Help using Base SAS procedures

How to select rows having transactions on three consecutive days

Accepted Solution Solved
Reply
Contributor
Posts: 38
Accepted Solution

How to select rows having transactions on three consecutive days

Below is my sample data. I want to select those rows which have at least 3 consecutive transactions. For example, for id 11 we have transaction on 5th, 6th and 7th day of January. But 12,13,14 does not have 3 consecutive transactions. I want to create a code which will select only id 11 and its all 3 consecutive transactions. I think it can be done in PROC SQL using some kind of counter. But not sure how to go about it.  Any idea about it will be highly appreciated.

 

data transaction;
input @1 id 2.
	  @3 amount 3.
	  @8 date MMDDYY10. ;
format date date9.;
datalines;
11 100 01/05/2015
11 150 01/06/2015
11 200 01/07/2015
12 150 01/25/2015
12 300 01/15/2015
13 100 01/08/2015
14 400 01/02/2015 
;
run;

Accepted Solutions
Solution
‎12-12-2017 01:26 PM
Esteemed Advisor
Posts: 5,627

Re: How to select rows having transactions on three consecutive days

Two methods:

 


proc sql;
create table consec as
select unique
    a.*
from
    transaction as a inner join
    (select b.id, b.date, d.date 
     from 
        transaction as b inner join
        transaction as c on b.id=c.id and intnx('day',b.date,1)=c.date inner join
        transaction as d on c.id=d.id and intnx('day',c.date,1)=d.date) 
     on a.id=b.id and a.date between b.date and d.date
order by id, date;
select * from consec;
quit;

data sequences;
retain series 0;
set transaction; by id;
prevDate = lag(date);
if first.id then series = series + 1;
else if date ne intnx('day', prevDate, 1) then series = series + 1;
drop prevDate;
run;

data consecutive;
do c = 1 by 1 until(last.series);
    set sequences; by id series;
    end;
do until(last.series);
    set sequences; by id series;
    if c >= 3 then output;
    end;
drop series c;
run;

proc print data=consecutive noobs; run;
PG

View solution in original post


All Replies
Contributor
Posts: 35

Re: How to select rows having transactions on three consecutive days

A couple of questions: 1) do you need to handle instances of multiple transactions on the same day? and 2) how do you want to handle instances where transactions occur on 4 or more consecutive days.

 

Intuitively, a self-join would be better than any form of counter, or alternatively, multi-pass data step solutions. 

Contributor
Posts: 38

Re: How to select rows having transactions on three consecutive days

Posted in reply to DaveBirch

1. Yes.
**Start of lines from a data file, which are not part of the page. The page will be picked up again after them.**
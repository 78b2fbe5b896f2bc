pub mod extractor;
pub mod matrix;

pub use extractor::{extract_features, wallet_features};
pub use matrix::{FeatureMatrix, WalletFeatures, FEATURE_NAMES};
use chrono::{DateTime, NaiveDateTime, TimeZone, Utc};
use serde_json::{Map, Value as JsonValue};

use crate::error::{ScoreError, ScoreResult};

const WALLET_FIELDS: &[&str] = &["wallet_address", "userWallet", "user", "address"];
const ACTION_FIELDS: &[&str] = &["action", "type"];
const TIMESTAMP_FIELDS: &[&str] = &["timestamp", "block_timestamp", "createdAt"];
const COUNTERPARTY_FIELDS: &[&str] = &["counterparty", "sender", "txHash"];
const USD_FIELDS: &[&str] = &["usd_amount", "amount_usd"];

/// Unix timestamps above this are taken to be milliseconds.
const MILLIS_THRESHOLD: f64 = 1e12;

/// Lending protocol actions a wallet can take.
#[derive(Debug, Clone, PartialEq, Eq, Hash, PartialOrd, Ord)]
pub enum Action {
    Deposit,
    Borrow,
    Repay,
    Redeem,
    Liquidation,
    Other(String),
}

impl Action {
    /// Classify a raw action name. Matching is case-insensitive and by
    /// substring, so `LiquidationCall` and `redeemUnderlying` classify.
    pub fn parse(raw: &str) -> Self {
        let lower = raw.trim().to_lowercase();
        if lower.contains("deposit") {
            Self::Deposit
        } else if lower.contains("borrow") {
            Self::Borrow
        } else if lower.contains("repay") {
            Self::Repay
        } else if lower.contains("redeem") {
            Self::Redeem
        } else if lower.contains("liquidation") {
            Self::Liquidation
        } else {
            Self::Other(lower)
        }
    }
}

/// A single validated protocol interaction.
#[derive(Debug, Clone, PartialEq)]
pub struct TransactionRecord {
    pub wallet_address: String,
    pub action: Action,
    pub usd_amount: f64,
    pub timestamp: DateTime<Utc>,
    pub counterparty: Option<String>,
}

impl TransactionRecord {
    /// Validate one raw JSON record. `index` is the record's position in the
    /// log and is carried into any `DataError`.
    pub fn from_json(index: usize, value: &JsonValue) -> ScoreResult<Self> {
        let obj = value
            .as_object()
            .ok_or_else(|| ScoreError::data(index, "record is not a JSON object"))?;

        let wallet_address = first_field(obj, WALLET_FIELDS)
            .and_then(JsonValue::as_str)
            .map(str::trim)
            .filter(|s| !s.is_empty())
            .ok_or_else(|| ScoreError::data(index, "missing wallet_address"))?
            .to_string();

        let action = first_field(obj, ACTION_FIELDS)
            .and_then(JsonValue::as_str)
            .filter(|s| !s.trim().is_empty())
            .map(Action::parse)
            .ok_or_else(|| ScoreError::data(index, "missing action"))?;

        let timestamp = match first_field(obj, TIMESTAMP_FIELDS) {
            Some(raw) => parse_timestamp(raw)
                .ok_or_else(|| ScoreError::data(index, format!("unparseable timestamp {}", raw)))?,
            None => return Err(ScoreError::data(index, "missing timestamp")),
        };

        let usd_amount = usd_amount(index, obj)?;

        let counterparty = first_field(obj, COUNTERPARTY_FIELDS)
            .and_then(JsonValue::as_str)
            .map(|s| s.trim().to_string())
            .filter(|s| !s.is_empty());

        Ok(Self {
            wallet_address,
            action,
            usd_amount,
            timestamp,
            counterparty,
        })
    }
}

fn first_field<'a>(obj: &'a Map<String, JsonValue>, names: &[&str]) -> Option<&'a JsonValue> {
    names
        .iter()
        .filter_map(|name| obj.get(*name))
        .find(|v| !v.is_null())
}

/// Direct USD field first, then `actionData.amount * actionData.assetPriceUSD`.
/// A record with neither carries no monetary value.
fn usd_amount(index: usize, obj: &Map<String, JsonValue>) -> ScoreResult<f64> {
    let amount = if let Some(raw) = first_field(obj, USD_FIELDS) {
        numeric(index, "usd_amount", raw)?
    } else if let Some(data) = obj.get("actionData").and_then(JsonValue::as_object) {
        let amount = match data.get("amount").filter(|v| !v.is_null()) {
            Some(raw) => numeric(index, "actionData.amount", raw)?,
            None => 0.0,
        };
        let price = match data.get("assetPriceUSD").filter(|v| !v.is_null()) {
            Some(raw) => numeric(index, "actionData.assetPriceUSD", raw)?,
            None => 1.0,
        };
        amount * price
    } else {
        0.0
    };

    if !amount.is_finite() {
        return Err(ScoreError::data(index, "usd_amount is not finite"));
    }
    if amount < 0.0 {
        return Err(ScoreError::data(
            index,
            format!("usd_amount is negative ({})", amount),
        ));
    }
    Ok(amount)
}

fn numeric(index: usize, field: &str, raw: &JsonValue) -> ScoreResult<f64> {
    let parsed = match raw {
        JsonValue::Number(n) => n.as_f64(),
        JsonValue::String(s) => s.trim().parse::<f64>().ok(),
        _ => None,
    };
    parsed.ok_or_else(|| ScoreError::data(index, format!("{} is not numeric: {}", field, raw)))
}

fn parse_timestamp(raw: &JsonValue) -> Option<DateTime<Utc>> {
    match raw {
        JsonValue::Number(n) => from_unix(n.as_f64()?),
        JsonValue::String(s) => {
            let s = s.trim();
            if let Ok(secs) = s.parse::<f64>() {
                return from_unix(secs);
            }
            if let Ok(dt) = DateTime::parse_from_rfc3339(s) {
                return Some(dt.with_timezone(&Utc));
            }
            ["%Y-%m-%d %H:%M:%S%.f", "%Y-%m-%dT%H:%M:%S%.f"]
                .iter()
                .find_map(|fmt| NaiveDateTime::parse_from_str(s, fmt).ok())
                .map(|naive| naive.and_utc())
        }
        _ => None,
    }
}

fn from_unix(value: f64) -> Option<DateTime<Utc>> {
    if !value.is_finite() {
        return None;
    }
    let millis = if value.abs() > MILLIS_THRESHOLD {
        value
    } else {
        value * 1000.0
    };
    Utc.timestamp_millis_opt(millis.round() as i64).single()
}

#[cfg(test)]
mod tests {
    use super::*;
    use serde_json::json;

    #[test]
    fn test_action_parse() {
        assert_eq!(Action::parse("deposit"), Action::Deposit);
        assert_eq!(Action::parse("Borrow"), Action::Borrow);
        assert_eq!(Action::parse("LiquidationCall"), Action::Liquidation);
        assert_eq!(Action::parse("redeemUnderlying"), Action::Redeem);
        assert_eq!(Action::parse(" REPAY "), Action::Repay);
        assert_eq!(Action::parse("flashloan"), Action::Other("flashloan".to_string()));
    }

    #[test]
    fn test_flat_record() {
        let value = json!({
            "wallet_address": "0xabc",
            "action": "deposit",
            "usd_amount": 125.5,
            "timestamp": 1_629_178_166,
            "counterparty": "0xpool",
        });
        let record = TransactionRecord::from_json(0, &value).unwrap();
        assert_eq!(record.wallet_address, "0xabc");
        assert_eq!(record.action, Action::Deposit);
        assert_eq!(record.usd_amount, 125.5);
        assert_eq!(record.timestamp.timestamp(), 1_629_178_166);
        assert_eq!(record.counterparty.as_deref(), Some("0xpool"));
    }

    #[test]
    fn test_aave_style_record() {
        let value = json!({
            "userWallet": "0x00000000001accfa9cef68cf5371a23025b6d4b6",
            "action": "deposit",
            "timestamp": 1_629_178_166,
            "txHash": "0x695c69acf608fbf5d38e48ca5535e118cc213a89e3d6d2e66e6b0e3b2e8d4190",
            "actionData": {
                "amount": "2000",
                "assetPriceUSD": "0.9938318274296357",
            },
        });
        let record = TransactionRecord::from_json(3, &value).unwrap();
        assert!((record.usd_amount - 1987.6636548592714).abs() < 1e-9);
        assert!(record.counterparty.unwrap().starts_with("0x695c"));
    }

    #[test]
    fn test_missing_wallet() {
        let value = json!({"action": "deposit", "usd_amount": 1.0, "timestamp": 0});
        let err = TransactionRecord::from_json(7, &value).unwrap_err();
        assert_eq!(err, ScoreError::data(7, "missing wallet_address"));
    }

    #[test]
    fn test_blank_wallet() {
        let value = json!({"user": "  ", "action": "deposit", "timestamp": 0});
        assert!(TransactionRecord::from_json(0, &value).unwrap_err().is_data());
    }

    #[test]
    fn test_negative_amount() {
        let value = json!({"user": "0x1", "action": "borrow", "usd_amount": -5, "timestamp": 0});
        assert!(TransactionRecord::from_json(0, &value).unwrap_err().is_data());
    }

    #[test]
    fn test_non_numeric_amount() {
        let value = json!({"user": "0x1", "action": "borrow", "usd_amount": "lots", "timestamp": 0});
        assert!(TransactionRecord::from_json(0, &value).unwrap_err().is_data());

        let value = json!({"user": "0x1", "action": "borrow", "usd_amount": [1], "timestamp": 0});
        assert!(TransactionRecord::from_json(0, &value).unwrap_err().is_data());
    }

    #[test]
    fn test_missing_amount_is_zero() {
        let value = json!({"user": "0x1", "action": "repay", "timestamp": 0});
        let record = TransactionRecord::from_json(0, &value).unwrap();
        assert_eq!(record.usd_amount, 0.0);
    }

    #[test]
    fn test_timestamp_formats() {
        let secs = parse_timestamp(&json!(1_700_000_000)).unwrap();
        let millis = parse_timestamp(&json!(1_700_000_000_000i64)).unwrap();
        let rfc = parse_timestamp(&json!("2023-11-14T22:13:20Z")).unwrap();
        let naive = parse_timestamp(&json!("2023-11-14 22:13:20")).unwrap();
        assert_eq!(secs, millis);
        assert_eq!(secs, rfc);
        assert_eq!(secs, naive);
        assert!(parse_timestamp(&json!("yesterday")).is_none());
        assert!(parse_timestamp(&json!(true)).is_none());
    }

    #[test]
    fn test_missing_timestamp() {
        let value = json!({"user": "0x1", "action": "repay"});
        assert!(TransactionRecord::from_json(0, &value).unwrap_err().is_data());
    }
}
use std::collections::HashMap;

use crate::features::FeatureMatrix;
use crate::model::scorer::MAX_CREDIT_SCORE;
use crate::model::WalletScore;

const BIN_WIDTH: u32 = 100;

const INTERPRETATION: [(&str, &str); 4] = [
    ("900-1000", "Ideal borrowers: consistent deposits, low liquidation risk"),
    ("700-900", "Reliable users: healthy financial ratios"),
    ("400-700", "Moderate risk: occasional liquidations"),
    ("0-400", "High risk: potential bots or exploit patterns"),
];

/// Count of wallets per score range of width 100. The top bin is closed so
/// 1000 lands in `900-1000`.
pub fn score_histogram(scores: &[WalletScore]) -> Vec<(String, usize)> {
    let n_bins = (MAX_CREDIT_SCORE / BIN_WIDTH) as usize;
    let mut counts = vec![0usize; n_bins];
    for s in scores {
        let bin = ((s.credit_score / BIN_WIDTH) as usize).min(n_bins - 1);
        counts[bin] += 1;
    }
    counts
        .into_iter()
        .enumerate()
        .map(|(i, count)| {
            let lo = i as u32 * BIN_WIDTH;
            let hi = if i == n_bins - 1 { MAX_CREDIT_SCORE } else { lo + BIN_WIDTH - 1 };
            (format!("{}-{}", lo, hi), count)
        })
        .collect()
}

/// Pearson correlation of each feature column with the credit score,
/// sorted ascending. Constant columns correlate as 0.
pub fn feature_correlations(matrix: &FeatureMatrix, scores: &[WalletScore]) -> Vec<(String, f64)> {
    let score_of: HashMap<&str, f64> = scores
        .iter()
        .map(|s| (s.wallet_address.as_str(), s.credit_score as f64))
        .collect();
    let paired: Vec<(usize, f64)> = matrix
        .wallets
        .iter()
        .enumerate()
        .filter_map(|(i, w)| score_of.get(w.as_str()).map(|&s| (i, s)))
        .collect();
    let ys: Vec<f64> = paired.iter().map(|&(_, s)| s).collect();

    let mut out: Vec<(String, f64)> = matrix
        .columns
        .iter()
        .enumerate()
        .map(|(col, name)| {
            let xs: Vec<f64> = paired.iter().map(|&(row, _)| matrix.rows[row][col]).collect();
            (name.clone(), pearson(&xs, &ys))
        })
        .collect();
    out.sort_by(|a, b| a.1.total_cmp(&b.1).then_with(|| a.0.cmp(&b.0)));
    out
}

fn pearson(xs: &[f64], ys: &[f64]) -> f64 {
    let n = xs.len().min(ys.len());
    if n < 2 {
        return 0.0;
    }
    let mx = xs.iter().sum::<f64>() / n as f64;
    let my = ys.iter().sum::<f64>() / n as f64;
    let (mut sxy, mut sxx, mut syy) = (0.0, 0.0, 0.0);
    for (x, y) in xs.iter().zip(ys) {
        let (dx, dy) = (x - mx, y - my);
        sxy += dx * dy;
        sxx += dx * dx;
        syy += dy * dy;
    }
    let denom = (sxx * syy).sqrt();
    if denom > 0.0 && denom.is_finite() {
        sxy / denom
    } else {
        0.0
    }
}

/// Render the markdown analysis report.
pub fn render_analysis(
    matrix: &FeatureMatrix,
    scores: &[WalletScore],
    dropped_columns: &[String],
) -> String {
    let mut md = String::new();
    let n = scores.len();
    let mean = if n == 0 {
        0.0
    } else {
        scores.iter().map(|s| s.credit_score as f64).sum::<f64>() / n as f64
    };
    let mut sorted: Vec<u32> = scores.iter().map(|s| s.credit_score).collect();
    sorted.sort_unstable();
    let median = sorted.get(n / 2).copied().unwrap_or(0);

    md.push_str("# Wallet Credit Score Report\n\n");
    md.push_str("## Summary\n\n");
    md.push_str("| Metric | Value |\n");
    md.push_str("|--------|-------|\n");
    md.push_str(&format!("| Wallets scored | {} |\n", n));
    md.push_str(&format!("| Mean score | {:.1} |\n", mean));
    md.push_str(&format!("| Median score | {} |\n", median));
    md.push_str(&format!("| Min score | {} |\n", sorted.first().copied().unwrap_or(0)));
    md.push_str(&format!("| Max score | {} |\n\n", sorted.last().copied().unwrap_or(0)));

    md.push_str("## Score Distribution\n\n");
    md.push_str("| Score Range | Wallets |\n");
    md.push_str("|-------------|---------|\n");
    for (range, count) in score_histogram(scores) {
        md.push_str(&format!("| {} | {} |\n", range, count));
    }
    md.push('\n');

    md.push_str("## Feature Correlations\n\n");
    md.push_str("| Feature | Correlation with credit score |\n");
    md.push_str("|---------|-------------------------------|\n");
    for (name, corr) in feature_correlations(matrix, scores) {
        md.push_str(&format!("| {} | {:.4} |\n", name, corr));
    }
    md.push('\n');

    if !dropped_columns.is_empty() {
        md.push_str("## Dropped Features\n\n");
        md.push_str("Zero variance across all wallets, excluded from the model:\n\n");
        for name in dropped_columns {
            md.push_str(&format!("- {}\n", name));
        }
        md.push('\n');
    }

    md.push_str("## Score Interpretation\n\n");
    md.push_str("| Score Range | Behavior Profile |\n");
    md.push_str("|-------------|------------------|\n");
    for (range, profile) in INTERPRETATION {
        md.push_str(&format!("| {} | {} |\n", range, profile));
    }
    md.push_str(
        "\nScores are relative to this batch of wallets and are not comparable across runs over different populations.\n",
    );

    md
}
I also need to find situations where there are multiple transactions in one day. But I can find it easily by using a group by and count function within proc sql. But not within same query.

 

2. So, the aim is to get a general process in the end, like 3/4/5 or any number of consecutive day transactions. For time being, I am just starting with 3.

Solution
‎12-12-2017 01:26 PM
Esteemed Advisor
Posts: 5,627

Re: How to select rows having transactions on three consecutive days

Two methods:

 


proc sql;
create table consec as
select unique
    a.*
from
    transaction as a inner join
    (select b.id, b.date, d.date 
     from 
        transaction as b inner join
        transaction as c on b.id=c.id and intnx('day',b.date,1)=c.date inner join
        transaction as d on c.id=d.id and intnx('day',c.date,1)=d.date) 
     on a.id=b.id and a.date between b.date and d.date
order by id, date;
select * from consec;
quit;

data sequences;
retain series 0;
set transaction; by id;
prevDate = lag(date);
if first.id then series = series + 1;
else if date ne intnx('day', prevDate, 1) then series = series + 1;
drop prevDate;
run;

data consecutive;
do c = 1 by 1 until(last.series);
    set sequences; by id series;
    end;
do until(last.series);
    set sequences; by id series;
    if c >= 3 then output;
    end;
drop series c;
run;

proc print data=consecutive noobs; run;
PG
Contributor
Posts: 38

Re: How to select rows having transactions on three consecutive days

Thanks a lot. This solves the problem perfectly. 

Contributor
Posts: 38

Re: How to select rows having transactions on three consecutive days

I understood the proc sql method. While data step method works fine too, I am still not sure how it is working. I get the first part of the data step method where this is mentioned.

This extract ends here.